Andreas Prodehl - Autor von Fossil, Lumpenball, Neckarstadt Sinfonie | Leseprobe: Neckarstadt Sinfonie

Leseprobe: Neckarstadt Sinfonie

Das Herzogenriedbad

Es stank sogar im Zimmer nach Mannheim.

Als ich am nächsten Morgen naserümpfend aufwachte, stellte ich meiner Mutter die einzig logische Frage: »Du Mami, darf ich ins Schwimmbad gehen?«

Sie überlegte einen sehr kurzen Augenblick und entschied, der Bitte eiligst nachzukommen. Verhieß dies doch einen Tag, an dem sie arbeiten konnte, ohne sich ständig um ihren Sprössling kümmern zu müssen.
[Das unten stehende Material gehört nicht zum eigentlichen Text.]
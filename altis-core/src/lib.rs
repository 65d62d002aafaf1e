pub mod search;
pub mod supplier;
pub mod repository;

pub use search::{
    MAX_PASSENGERS, minutes_between, parse_local_datetime, Airline, CabinClass, Flight, Leg, LegFailure, LegResult, LegSearch, ProviderId, SearchFilters,
    SearchRequest, SearchResponse, SessionContext, SessionStatus, Stop, TimeRange,
};
pub use supplier::FlightProvider;
pub use repository::{InventoryFlight, InventoryStore};

#[derive(Debug, thiserror::Error)]
pub enum CoreError {
    #[error("Invalid search request: {0}")]
    RequestInvalid(String),
    #[error("Unknown provider: {0}")]
    UnknownProvider(String),
}
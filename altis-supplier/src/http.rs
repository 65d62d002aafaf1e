use async_trait::async_trait;
use parking_lot::Mutex;
use serde::de::DeserializeOwned;
use serde_json::Value;
use std::collections::{HashMap, VecDeque};
use std::sync::Arc;
use std::time::{Duration, Instant};
use tracing::debug;

// ============================================================================
// Transport seam
// ============================================================================

#[derive(Debug, Clone, Copy, PartialEq, Eq)]
pub enum HttpMethod {
    Get,
    Post,
}

#[derive(Debug, Clone)]
pub struct HttpRequest {
    pub method: HttpMethod,
    pub url: String,
    pub query: Vec<(String, String)>,
    pub headers: Vec<(String, String)>,
    pub body: Option<Value>,
    pub timeout: Duration,
}

impl HttpRequest {
    /// Path component of `url`, e.g. `/api/v1/flights/searchAirport`.
    pub fn path(&self) -> &str {
        let without_scheme = self
            .url
            .split_once("://")
            .map(|(_, rest)| rest)
            .unwrap_or(&self.url);
        match without_scheme.find('/') {
            Some(idx) => &without_scheme[idx..],
            None => "/",
        }
    }

    pub fn query_value(&self, key: &str) -> Option<&str> {
        self.query
            .iter()
            .find(|(k, _)| k == key)
            .map(|(_, v)| v.as_str())
    }

    pub fn header(&self, name: &str) -> Option<&str> {
        self.headers
            .iter()
            .find(|(k, _)| k.eq_ignore_ascii_case(name))
            .map(|(_, v)| v.as_str())
    }
}

#[derive(Debug, Clone)]
pub struct HttpResponse {
    pub status: u16,
    pub body: String,
}

#[derive(Debug, Clone, thiserror::Error)]
pub enum TransportError {
    #[error("request timed out")]
    Timeout,
    #[error("connection failed: {0}")]
    Connect(String),
    #[error("transport failure: {0}")]
    Other(String),
}

/// Sends one request and hands back the raw status and body.
/// Implementations must be safe to share across concurrent tasks.
#[async_trait]
pub trait HttpTransport: Send + Sync {
    async fn send(&self, request: HttpRequest) -> Result<HttpResponse, TransportError>;
}

/// Production transport. `reqwest::Client` pools connections internally and
/// is cheap to clone, so one instance serves every provider.
#[derive(Clone)]
pub struct ReqwestTransport {
    client: reqwest::Client,
}

impl ReqwestTransport {
    pub fn new() -> Result<Self, TransportError> {
        let client = reqwest::Client::builder()
            .user_agent(concat!("altis-search/", env!("CARGO_PKG_VERSION")))
            .pool_idle_timeout(Duration::from_secs(90))
            .build()
            .map_err(|e| TransportError::Other(e.to_string()))?;
        Ok(Self { client })
    }
}

#[async_trait]
impl HttpTransport for ReqwestTransport {
    async fn send(&self, request: HttpRequest) -> Result<HttpResponse, TransportError> {
        let mut builder = match request.method {
            HttpMethod::Get => self.client.get(&request.url),
            HttpMethod::Post => self.client.post(&request.url),
        };
        builder = builder.query(&request.query).timeout(request.timeout);
        for (name, value) in &request.headers {
            builder = builder.header(name.as_str(), value.as_str());
        }
        if let Some(body) = &request.body {
            builder = builder.json(body);
        }

        let response = builder.send().await.map_err(map_reqwest_error)?;
        let status = response.status().as_u16();
        let body = response.text().await.map_err(map_reqwest_error)?;
        Ok(HttpResponse { status, body })
    }
}

fn map_reqwest_error(err: reqwest::Error) -> TransportError {
    if err.is_timeout() {
        TransportError::Timeout
    } else if err.is_connect() {
        TransportError::Connect(err.to_string())
    } else {
        TransportError::Other(err.to_string())
    }
}

// ============================================================================
// Transient client
// ============================================================================

#[derive(Debug, Clone, thiserror::Error)]
pub enum UpstreamError {
    #[error("Upstream returned {status}: {message}")]
    Status { status: u16, message: String },

    #[error("Upstream call timed out after {0:?}")]
    Timeout(Duration),

    #[error("Upstream unreachable: {0}")]
    Network(String),

    #[error("Upstream body could not be decoded: {0}")]
    Decode(String),
}

impl UpstreamError {
    /// 429, 5xx, timeouts and aborted connections are worth another attempt.
    pub fn is_transient(&self) -> bool {
        match self {
            UpstreamError::Status { status, .. } => *status == 429 || (500..600).contains(status),
            UpstreamError::Timeout(_) | UpstreamError::Network(_) => true,
            UpstreamError::Decode(_) => false,
        }
    }
}

/// Stateless JSON-over-HTTP helper bound to one upstream's base URL and auth
/// headers. Every call carries its own timeout; retries are the caller's job.
pub struct TransientClient {
    transport: Arc<dyn HttpTransport>,
    base_url: String,
    headers: Vec<(String, String)>,
}

impl TransientClient {
    pub fn new(transport: Arc<dyn HttpTransport>, base_url: impl Into<String>) -> Self {
        Self {
            transport,
            base_url: base_url.into().trim_end_matches('/').to_string(),
            headers: vec![("Accept".to_string(), "application/json".to_string())],
        }
    }

    pub fn with_header(mut self, name: impl Into<String>, value: impl Into<String>) -> Self {
        self.headers.push((name.into(), value.into()));
        self
    }

    pub async fn get_json<T: DeserializeOwned>(
        &self,
        path: &str,
        query: &[(&str, String)],
        timeout: Duration,
    ) -> Result<T, UpstreamError> {
        self.execute(self.request(HttpMethod::Get, path, query, None, timeout)).await
    }

    pub async fn post_json<T: DeserializeOwned>(
        &self,
        path: &str,
        query: &[(&str, String)],
        body: Value,
        timeout: Duration,
    ) -> Result<T, UpstreamError> {
        self.execute(self.request(HttpMethod::Post, path, query, Some(body), timeout)).await
    }

    fn request(
        &self,
        method: HttpMethod,
        path: &str,
        query: &[(&str, String)],
        body: Option<Value>,
        timeout: Duration,
    ) -> HttpRequest {
        HttpRequest {
            method,
            url: format!("{}{}", self.base_url, path),
            query: query.iter().map(|(k, v)| (k.to_string(), v.clone())).collect(),
            headers: self.headers.clone(),
            body,
            timeout,
        }
    }

    async fn execute<T: DeserializeOwned>(&self, request: HttpRequest) -> Result<T, UpstreamError> {
        let timeout = request.timeout;
        let path = request.path().to_string();
        let started = Instant::now();

        let response = match tokio::time::timeout(timeout, self.transport.send(request)).await {
            Err(_) | Ok(Err(TransportError::Timeout)) => return Err(UpstreamError::Timeout(timeout)),
            Ok(Err(err)) => return Err(UpstreamError::Network(err.to_string())),
            Ok(Ok(response)) => response,
        };

        debug!(
            path = %path,
            status = response.status,
            elapsed_ms = started.elapsed().as_millis() as u64,
            "Upstream call completed"
        );

        if !(200..300).contains(&response.status) {
            let message = serde_json::from_str::<Value>(&response.body)
                .ok()
                .and_then(|body| extract_error_message(&body))
                .unwrap_or_else(|| snippet(&response.body));
            return Err(UpstreamError::Status {
                status: response.status,
                message,
            });
        }

        serde_json::from_str::<T>(&response.body).map_err(|e| UpstreamError::Decode(e.to_string()))
    }
}

/// Pull a human-readable message out of the error shapes upstreams use:
/// `{"message": ..}`, `{"error": ".."}`, `{"error": {"message": ..}}`,
/// `{"errors": [{"message": ..}]}`.
pub fn extract_error_message(body: &Value) -> Option<String> {
    let as_text = |v: &Value| match v {
        Value::String(s) if !s.is_empty() => Some(s.clone()),
        Value::Null => None,
        other if !other.is_object() => Some(other.to_string()),
        _ => None,
    };

    if let Some(message) = body.get("message").and_then(as_text) {
        return Some(message);
    }
    if let Some(error) = body.get("error") {
        if let Some(message) = as_text(error).or_else(|| error.get("message").and_then(as_text)) {
            return Some(message);
        }
    }
    body.get("errors")
        .and_then(|errors| errors.get(0))
        .and_then(|first| first.get("message").or_else(|| first.get("title")))
        .and_then(as_text)
}

fn snippet(body: &str) -> String {
    let trimmed = body.trim();
    if trimmed.is_empty() {
        return "empty body".to_string();
    }
    trimmed.chars().take(200).collect()
}

// ============================================================================
// Scripted transport for tests and demos
// ============================================================================

#[derive(Debug, Clone)]
pub enum MockReply {
    Json { status: u16, body: Value },
    Raw { status: u16, body: String },
    Fail(TransportError),
    /// Never answers; only a timeout or cancellation gets the caller out.
    Hang,
    Delayed(Duration, Box<MockReply>),
}

impl MockReply {
    pub fn ok(body: Value) -> Self {
        MockReply::Json { status: 200, body }
    }

    pub fn status(status: u16, body: Value) -> Self {
        MockReply::Json { status, body }
    }

    pub fn after(self, delay: Duration) -> Self {
        MockReply::Delayed(delay, Box::new(self))
    }
}

/// Replies are queued per route. A route is a path, optionally narrowed by one
/// query pair (`/path?key=value`). The last queued reply of a route repeats.
#[derive(Default)]
pub struct MockTransport {
    routes: Mutex<HashMap<String, VecDeque<MockReply>>>,
    calls: Mutex<Vec<HttpRequest>>,
}

impl MockTransport {
    pub fn new() -> Self {
        Self::default()
    }

    pub fn enqueue(&self, route: &str, reply: MockReply) -> &Self {
        self.routes
            .lock()
            .entry(route.to_string())
            .or_default()
            .push_back(reply);
        self
    }

    pub fn calls(&self) -> Vec<HttpRequest> {
        self.calls.lock().clone()
    }

    pub fn call_count(&self, path: &str) -> usize {
        self.calls.lock().iter().filter(|c| c.path() == path).count()
    }

    fn next_reply(&self, request: &HttpRequest) -> Option<MockReply> {
        let mut routes = self.routes.lock();
        let path = request.path();
        let narrowed = request
            .query
            .iter()
            .map(|(k, v)| format!("{}?{}={}", path, k, v))
            .find(|key| routes.contains_key(key));
        let key = narrowed.unwrap_or_else(|| path.to_string());

        let queue = routes.get_mut(&key)?;
        if queue.len() > 1 {
            queue.pop_front()
        } else {
            queue.front().cloned()
        }
    }
}

#[async_trait]
impl HttpTransport for MockTransport {
    async fn send(&self, request: HttpRequest) -> Result<HttpResponse, TransportError> {
        let reply = self.next_reply(&request);
        self.calls.lock().push(request);

        let mut reply = match reply {
            Some(reply) => reply,
            None => {
                return Ok(HttpResponse {
                    status: 404,
                    body: r#"{"message":"no mock route"}"#.to_string(),
                })
            }
        };

        loop {
            match reply {
                MockReply::Delayed(delay, inner) => {
                    tokio::time::sleep(delay).await;
                    reply = *inner;
                }
                MockReply::Hang => return std::future::pending().await,
                MockReply::Fail(err) => return Err(err),
                MockReply::Json { status, body } => {
                    return Ok(HttpResponse { status, body: body.to_string() })
                }
                MockReply::Raw { status, body } => return Ok(HttpResponse { status, body }),
            }
        }
    }
}
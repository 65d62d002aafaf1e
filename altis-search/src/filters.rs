use altis_core::{Flight, LegResult, ProviderId, SearchFilters};
use std::collections::HashSet;

/// Merge every provider's result for one leg into the response entry:
/// concatenate, dedupe, filter, then sort by price.
pub fn merge_leg(leg_index: usize, results: Vec<LegResult>, filters: Option<&SearchFilters>) -> LegResult {
    let mut flights = Vec::new();
    let mut failures = Vec::new();
    for result in results {
        flights.extend(result.flights);
        failures.extend(result.failures);
    }

    let mut flights = dedupe(flights);
    if let Some(filters) = filters {
        flights = apply_filters(flights, filters);
    }
    sort_by_price(&mut flights);

    LegResult { leg_index, flights, failures }
}

/// Keep the first occurrence of each `(provider_id, id)`.
pub fn dedupe(flights: Vec<Flight>) -> Vec<Flight> {
    let mut seen: HashSet<(ProviderId, String)> = HashSet::with_capacity(flights.len());
    flights
        .into_iter()
        .filter(|f| seen.insert((f.provider_id, f.id.clone())))
        .collect()
}

/// Price window, airline allow-list, max stops, departure window; in that
/// order. Unknown stop counts and unparseable departure times pass.
pub fn apply_filters(flights: Vec<Flight>, filters: &SearchFilters) -> Vec<Flight> {
    let airlines: Vec<String> = filters
        .airline_codes
        .iter()
        .map(|code| code.trim().to_uppercase())
        .filter(|code| !code.is_empty())
        .collect();

    flights
        .into_iter()
        .filter(|f| filters.min_price.map_or(true, |min| f.price >= min))
        .filter(|f| filters.max_price.map_or(true, |max| f.price <= max))
        .filter(|f| airlines.is_empty() || airlines.contains(&f.airline.code.trim().to_uppercase()))
        .filter(|f| match (filters.max_stops, f.stops_count) {
            (Some(max), Some(stops)) => stops <= max,
            _ => true,
        })
        .filter(|f| match (filters.departure_time_range, f.departure_time()) {
            (Some(window), Some(time)) => window.contains(time),
            _ => true,
        })
        .collect()
}

/// Stable ascending sort; equal prices keep provider order.
pub fn sort_by_price(flights: &mut [Flight]) {
    flights.sort_by(|a, b| a.price.total_cmp(&b.price));
}
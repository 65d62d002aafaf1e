use axum::{
    http::StatusCode,
    response::{IntoResponse, Response},
    Json,
};
use serde_json::json;

#[derive(Debug)]
pub enum AppError {
    ValidationError(String),
    Anyhow(anyhow::Error),
}

impl IntoResponse for AppError {
    fn into_response(self) -> Response {
        let (status, error_message) = match self {
            AppError::ValidationError(msg) => (StatusCode::BAD_REQUEST, msg),
            AppError::Anyhow(err) => {
                tracing::error!("Internal Server Error: {}", err);
                (StatusCode::INTERNAL_SERVER_ERROR, "Internal Server Error".to_string())
            }
        };

        let body = Json(json!({
            "error": error_message,
        }));

        (status, body).into_response()
    }
}
use altis_core::{Airline, Flight, FlightProvider, LegResult, LegSearch, ProviderId, Stop};
use altis_store::app_config::{AirlineEntry, SyntheticConfig};
use async_trait::async_trait;
use chrono::{Duration as ChronoDuration, NaiveTime, Timelike};
use tokio_util::sync::CancellationToken;

use crate::{finish_leg, SupplierError};

const MINUTES_PER_DAY: u32 = 24 * 60;
const DEFAULT_EARLIEST_DEPARTURE: u32 = 6 * 60;
const DEFAULT_LATEST_DEPARTURE: u32 = 22 * 60;
const DEFAULT_MIN_PRICE: f64 = 60.0;
const DEFAULT_MAX_PRICE: f64 = 1400.0;
// Keeps every generated price exactly representable as f64.
const MAX_PRICE_STEP: u64 = (1 << 53) / 5;

/// Offer generator with no upstream. The same leg, passenger count and
/// filters always yield byte-identical offers.
pub struct SyntheticProvider {
    airlines: Vec<AirlineEntry>,
    hubs: Vec<String>,
}

impl SyntheticProvider {
    pub fn new(config: &SyntheticConfig) -> Self {
        let defaults = SyntheticConfig::default();
        let airlines = if config.airlines.is_empty() { defaults.airlines } else { config.airlines.clone() };
        let hubs = if config.hubs.is_empty() { defaults.hubs } else { config.hubs.clone() };
        Self { airlines, hubs }
    }

    pub fn generate(&self, search: &LegSearch) -> Vec<Flight> {
        let origin = search.leg.origin.trim().to_uppercase();
        let destination = search.leg.destination.trim().to_uppercase();
        let filters_json = serde_json::to_string(&search.filters).unwrap_or_default();
        let seed = string_hash(&format!(
            "{}|{}|{}|{}|{}",
            origin, destination, search.leg.departure_date, search.passengers, filters_json
        ));

        let filters = search.filters.clone().unwrap_or_default();
        let Some(prices) = PriceWindow::new(filters.min_price, filters.max_price) else {
            return Vec::new();
        };
        let (window_start, window_span) = match filters.departure_time_range {
            Some(range) => {
                let from = minute_of_day(range.from);
                let to = minute_of_day(range.to);
                (from, (to + MINUTES_PER_DAY - from) % MINUTES_PER_DAY)
            }
            None => (DEFAULT_EARLIEST_DEPARTURE, DEFAULT_LATEST_DEPARTURE - DEFAULT_EARLIEST_DEPARTURE),
        };
        let max_stops = search.max_stops().unwrap_or(2).min(2);
        let layover_hubs: Vec<&String> = self
            .hubs
            .iter()
            .filter(|h| h.as_str() != origin && h.as_str() != destination)
            .collect();

        let mut rng = Lcg::new(seed);
        let count = rng.between(5, 12);
        let mut flights = Vec::with_capacity(count as usize);

        for i in 0..count {
            let carrier = &self.airlines[rng.next_u32() as usize % self.airlines.len()];

            let stops_count = if layover_hubs.is_empty() { 0 } else { rng.between(0, max_stops) };
            let first_hub = rng.next_u32() as usize;
            let stops: Vec<Stop> = (0..stops_count as usize)
                .map(|k| Stop {
                    airport_code: layover_hubs[(first_hub + k) % layover_hubs.len()].clone(),
                    layover_minutes: rng.between(45, 240),
                })
                .collect();

            let duration_minutes = rng.between(75, 720) + 55 * stops_count;
            let offset = 5 * rng.between(0, window_span / 5);
            let departure_minute = (window_start + offset) % MINUTES_PER_DAY;
            let Some(departure) =
                search.leg.departure_date.and_hms_opt(departure_minute / 60, departure_minute % 60, 0)
            else {
                continue;
            };
            let arrival = departure + ChronoDuration::minutes(i64::from(duration_minutes));

            flights.push(Flight {
                id: format!("syn-{:08x}-{}", seed, i),
                price: prices.pick(&mut rng),
                currency: search.currency.clone(),
                duration_minutes,
                origin_iata: origin.clone(),
                destination_iata: destination.clone(),
                departure: departure.format("%Y-%m-%dT%H:%M:%S").to_string(),
                arrival: arrival.format("%Y-%m-%dT%H:%M:%S").to_string(),
                airline: Airline {
                    code: carrier.code.clone(),
                    name: carrier.name.clone(),
                    logo_url: None,
                },
                flight_number: format!("{}{}", carrier.code, rng.between(100, 999)),
                stops_count: Some(stops_count),
                stops,
                provider_id: ProviderId::Synthetic,
                leg_index: search.leg_index,
            });
        }

        flights.sort_by(|a, b| a.price.total_cmp(&b.price));
        flights
    }
}

#[async_trait]
impl FlightProvider for SyntheticProvider {
    fn id(&self) -> ProviderId {
        ProviderId::Synthetic
    }

    async fn search_leg(&self, search: LegSearch, cancel: CancellationToken) -> LegResult {
        let outcome = if cancel.is_cancelled() {
            Err(SupplierError::Cancelled)
        } else {
            Ok(self.generate(&search))
        };
        finish_leg(ProviderId::Synthetic, search.leg_index, outcome)
    }
}

/// 32-bit multiplicative hash; order-sensitive.
fn string_hash(input: &str) -> u32 {
    input
        .bytes()
        .fold(0u32, |h, b| h.wrapping_mul(31).wrapping_add(u32::from(b)))
}

fn minute_of_day(time: NaiveTime) -> u32 {
    time.hour() * 60 + time.minute()
}

struct Lcg(u32);

impl Lcg {
    fn new(seed: u32) -> Self {
        Lcg(seed)
    }

    fn next_u32(&mut self) -> u32 {
        self.0 = self.0.wrapping_mul(1_664_525).wrapping_add(1_013_904_223);
        self.0 >> 8
    }

    /// Inclusive on both ends.
    fn between(&mut self, low: u32, high: u32) -> u32 {
        if high <= low {
            return low;
        }
        let span = u64::from(high - low) + 1;
        low + (u64::from(self.next_u32()) % span) as u32
    }

    fn between_u64(&mut self, low: u64, high: u64) -> u64 {
        if high <= low {
            return low;
        }
        low + u64::from(self.next_u32()) % (high - low + 1)
    }
}

/// Price bounds expressed as multiples of 5.
struct PriceWindow {
    lowest_step: u64,
    highest_step: u64,
}

impl PriceWindow {
    fn new(min: Option<f64>, max: Option<f64>) -> Option<Self> {
        let low = match (min, max) {
            (Some(min), _) => min,
            (None, Some(max)) => DEFAULT_MIN_PRICE.min(max),
            (None, None) => DEFAULT_MIN_PRICE,
        }
        .max(0.0);
        let high = max.unwrap_or_else(|| DEFAULT_MAX_PRICE.max(low + DEFAULT_MAX_PRICE));
        let lowest_step = (low / 5.0).ceil();
        let highest_step = (high / 5.0).floor();
        if !lowest_step.is_finite() || !highest_step.is_finite() || lowest_step > highest_step {
            return None;
        }
        // Saturating casts, then clamp into the exact range.
        let lowest_step = lowest_step as u64;
        let highest_step = (highest_step as u64).min(MAX_PRICE_STEP);
        if lowest_step > highest_step {
            return None;
        }
        Some(Self { lowest_step, highest_step })
    }

    fn pick(&self, rng: &mut Lcg) -> f64 {
        (rng.between_u64(self.lowest_step, self.highest_step) * 5) as f64
    }
}

#[cfg(test)]
mod tests {
    use super::*;
    use altis_core::{Leg, SearchFilters, TimeRange};
    use chrono::NaiveDate;

    fn search(filters: Option<SearchFilters>, passengers: u32) -> LegSearch {
        LegSearch {
            leg_index: 0,
            leg: Leg {
                origin: "HAV".to_string(),
                destination: "IST".to_string(),
                departure_date: NaiveDate::from_ymd_opt(2026, 3, 10).unwrap(),
            },
            passengers,
            filters,
            currency: "USD".to_string(),
            cabin_class: Default::default(),
        }
    }

    fn provider() -> SyntheticProvider {
        SyntheticProvider::new(&SyntheticConfig::default())
    }

    #[test]
    fn test_direct_only_offers_are_sorted_multiples_of_five() {
        let filters = SearchFilters { max_stops: Some(0), ..Default::default() };
        let flights = provider().generate(&search(Some(filters), 2));

        assert!((5..=12).contains(&flights.len()));
        assert!(flights.iter().all(|f| f.stops_count == Some(0) && f.stops.is_empty()));
        assert!(flights.windows(2).all(|w| w[0].price <= w[1].price));
        assert!(flights.iter().all(|f| f.price % 5.0 == 0.0 && (60.0..=1400.0).contains(&f.price)));
        assert!(flights.iter().all(|f| f.provider_id == ProviderId::Synthetic && f.origin_iata == "HAV"));
    }

    #[test]
    fn test_identical_inputs_identical_output() {
        let a = serde_json::to_string(&provider().generate(&search(None, 2))).unwrap();
        let b = serde_json::to_string(&provider().generate(&search(None, 2))).unwrap();
        assert_eq!(a, b);

        let other = serde_json::to_string(&provider().generate(&search(None, 3))).unwrap();
        assert_ne!(a, other);
    }

    #[test]
    fn test_offers_respect_price_and_time_windows() {
        let filters = SearchFilters {
            min_price: Some(201.0),
            max_price: Some(299.0),
            departure_time_range: Some(TimeRange {
                from: NaiveTime::from_hms_opt(8, 0, 0).unwrap(),
                to: NaiveTime::from_hms_opt(10, 0, 0).unwrap(),
            }),
            ..Default::default()
        };
        let window = filters.departure_time_range.unwrap();
        let flights = provider().generate(&search(Some(filters), 1));

        assert!(!flights.is_empty());
        for flight in &flights {
            assert!((205.0..=295.0).contains(&flight.price), "price {}", flight.price);
            assert!(window.contains(flight.departure_time().unwrap()));
            assert_eq!(flight.stops.len() as u32, flight.stops_count.unwrap());
            assert!(flight.duration_minutes >= 75);
        }
    }

    #[test]
    fn test_window_without_a_multiple_of_five_is_empty() {
        let filters = SearchFilters { min_price: Some(101.0), max_price: Some(104.0), ..Default::default() };
        assert!(provider().generate(&search(Some(filters), 1)).is_empty());
    }

    #[test]
    fn test_huge_price_window_stays_in_bounds() {
        let filters = SearchFilters { min_price: Some(9e9), max_price: Some(1e10), ..Default::default() };
        let flights = provider().generate(&search(Some(filters), 1));

        assert!(!flights.is_empty());
        assert!(flights.iter().all(|f| f.price % 5.0 == 0.0 && (9e9..=1e10).contains(&f.price)));
    }

    #[test]
    fn test_unbounded_ceiling_does_not_overflow() {
        let filters = SearchFilters { min_price: Some(1.0), max_price: Some(1e300), ..Default::default() };
        let flights = provider().generate(&search(Some(filters), 1));

        assert!(!flights.is_empty());
        assert!(flights.iter().all(|f| f.price >= 5.0 && f.price.is_finite()));
    }

    #[test]
    fn test_low_max_price_alone_still_yields_offers() {
        let filters = SearchFilters { max_price: Some(50.0), ..Default::default() };
        let flights = provider().generate(&search(Some(filters), 1));

        assert!(!flights.is_empty());
        assert!(flights.iter().all(|f| f.price <= 50.0));
    }

    #[test]
    fn test_between_covers_full_u32_range() {
        let mut rng = Lcg::new(7);
        let value = rng.between(0, u32::MAX);
        assert_eq!(value, Lcg::new(7).next_u32());
        assert_eq!(rng.between(u32::MAX, u32::MAX), u32::MAX);
    }

    #[test]
    fn test_layovers_avoid_endpoints() {
        let flights = provider().generate(&search(None, 1));
        for stop in flights.iter().flat_map(|f| f.stops.iter()) {
            assert_ne!(stop.airport_code, "IST");
            assert_ne!(stop.airport_code, "HAV");
        }
    }

    #[tokio::test]
    async fn test_cancelled_search_returns_empty_leg() {
        let token = CancellationToken::new();
        token.cancel();
        let result = provider().search_leg(search(None, 1), token).await;
        assert_eq!(result.leg_index, 0);
        assert!(result.flights.is_empty());
    }
}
Dass ich, auf mich alleine gestellt, Gefahr liefe abzusaufen, bereitete ihr angesichts einer gewissen biologischen Nähe zur Bisamratte keine Sorgen.

Ich verließ das neue Heim nur allzu gerne und gleich nach dem Frühstück. Die Vorfreude auf den verheißungsvollen Tag ließ mich die erste und wichtigste Mahlzeit für einen Feger meines Kalibers mit Mami und Jan nur schwer ertragen, obwohl ich zugeben musste, dass die Frühstücksbrötchen beeindruckend gut schmeckten. »Bäckerei Erich Schmidt« stand auf der Papiertüte mit roter Schrift und blau unterstrichen.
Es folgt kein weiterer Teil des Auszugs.